Farmers protested at Toompea in Tallinn on Tuesday demanding politicians take a more serious attitude towards agricultural and food production and for more domestic and EU support.
Around 100 tractors were driven to the Riigikogu and parked outside on Tuesday morning. At the protest, organized by the Estonian Chamber of Agriculture and Commerce (EPCC), farmers gave each Riigikogu member a toy tractor with the message, "Play with me, not with food!".
Farmers are demanding an increase in national funding and an increase in EU support to the European Union average level.

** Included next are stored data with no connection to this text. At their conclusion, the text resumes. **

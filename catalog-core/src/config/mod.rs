//! Configuration surface for the DID catalog engine (spec §6).
//!
//! Loading this struct from a config file or environment is out of scope
//! (external, per spec §1) — this module only defines the keys and their
//! defaults, the way `drift_core::config::ScanConfig` defines the scanner's
//! knobs without owning how they get populated.

use serde::{Deserialize, Serialize};

/// Configuration keys read by the Delete Engine and Set Status operation.
#[derive(Debug, Clone, Serialize, Deserialize)]
#[serde(default)]
pub struct CatalogConfig {
    /// `deletion.archive_dids` — snapshot deleted collection rows into
    /// `deleted_dids` before removing them (Delete Engine Phase G).
    pub deletion_archive_dids: bool,

    /// `deletion.archive_content` — resurrecting an archived collection
    /// also restores its association history. Read by Resurrect.
    pub deletion_archive_content: bool,

    /// `undertaker.expire_rules_locks_size` — lock-count threshold above
    /// which a rule is soft-expired instead of hard-deleted during Delete
    /// Engine Phase A. Default 10000.
    pub undertaker_expire_rules_locks_size: u64,

    /// `undertaker.purge_all_replicas` — whether Delete Engine Phase E
    /// tombstones replicas of files resolved from deleted collections.
    pub undertaker_purge_all_replicas: bool,

    /// `subscriptions.reevaluate_dids_at_close` — whether `set_status`
    /// marks a closed DID `is_new=true` to trigger a rule re-scan.
    pub subscriptions_reevaluate_dids_at_close: bool,

    /// `core.oracle_global_temp_tables` — dialect override naming backends
    /// whose temp tables are global/session-scoped rather than
    /// transaction-scoped. SQLite is never in this list: the Temp-Table
    /// Manager always takes the explicit-clear fallback path (spec §4.2).
    pub oracle_global_temp_tables: Vec<String>,
}

impl Default for CatalogConfig {
    fn default() -> Self {
        Self {
            deletion_archive_dids: true,
            deletion_archive_content: false,
            undertaker_expire_rules_locks_size: 10_000,
            undertaker_purge_all_replicas: false,
            subscriptions_reevaluate_dids_at_close: true,
            oracle_global_temp_tables: Vec::new(),
        }
    }
}
//! `scopes` table queries.

use catalog_core::errors::StorageError;
use rusqlite::{params, OptionalExtension, Transaction};

use crate::connection::sqe;

/// Does this scope exist (spec §3 invariant 1: every DID's scope refers to
/// a registered scope)?
pub fn scope_exists(tx: &Transaction<'_>, scope: &str) -> Result<bool, StorageError> {
    tx.query_row(
        "SELECT 1 FROM scopes WHERE scope = ?1",
        params![scope],
        |_| Ok(()),
    )
    .optional()
    .map_err(sqe)
    .map(|row| row.is_some())
}

/// Register a scope (used by test fixtures and the out-of-band scope
/// admin surface; scope lifecycle is otherwise outside this spec).
pub fn register_scope(
    tx: &Transaction<'_>,
    scope: &str,
    account: &str,
    vo: Option<&str>,
) -> Result<(), StorageError> {
    tx.execute(
        "INSERT OR IGNORE INTO scopes (scope, account, vo) VALUES (?1, ?2, ?3)",
        params![scope, account, vo],
    )
    .map_err(sqe)?;
    Ok(())
}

Chairman of the Board of the EPCC Roomet Sõrmus said the toy tractors represented farmers' frustration with constantly broken promises.
"Farmers have seen too many neatly wrapped-up promises made by politicians that have ultimately proven to be empty. We would really like to believe that Estonia's rural affairs and agriculture aren't some fifth-rate issue for the Riigikogu and the government coalition," Sõrmus said.
On Wednesday, the Riigikogu will hold its third reading of the state budget, which will confirm the final volume of national agricultural compensation in 2020, which was been reduced. The European Union will give €15.3 million in domestic compensation.
Farmers from Estonia, Latvia and Lithuania have organized joint demonstrations in Brussels in the past, in 2013 and 2018; a February 2013 meeting agreed minimum direct payments of €196 per hectare and, while the EU average is €260 per hectare, the figure is estimated at €170 per hectare for Estonia in 2020, according to daily Postimees reports.
The EPCC estimates the European Union has saved over 600 million euros at the expense of Estonian farmers in the period 2014-2020, paying far below the average, while full compliance with production requirements and provision of public goods has been demanded.
"As everyone has to comply with the requirements set, lower compensation than other member states means for the Estonian farmer, first and foremost, a higher debt burden, less competitiveness and an artificial price advantage for our competitors' production," Sõrmus said.
On Dec. 6, the EPCC and the Estonian Farmers' Confederation began collecting signatures for a petition calling for fair competition for Estonian farmers.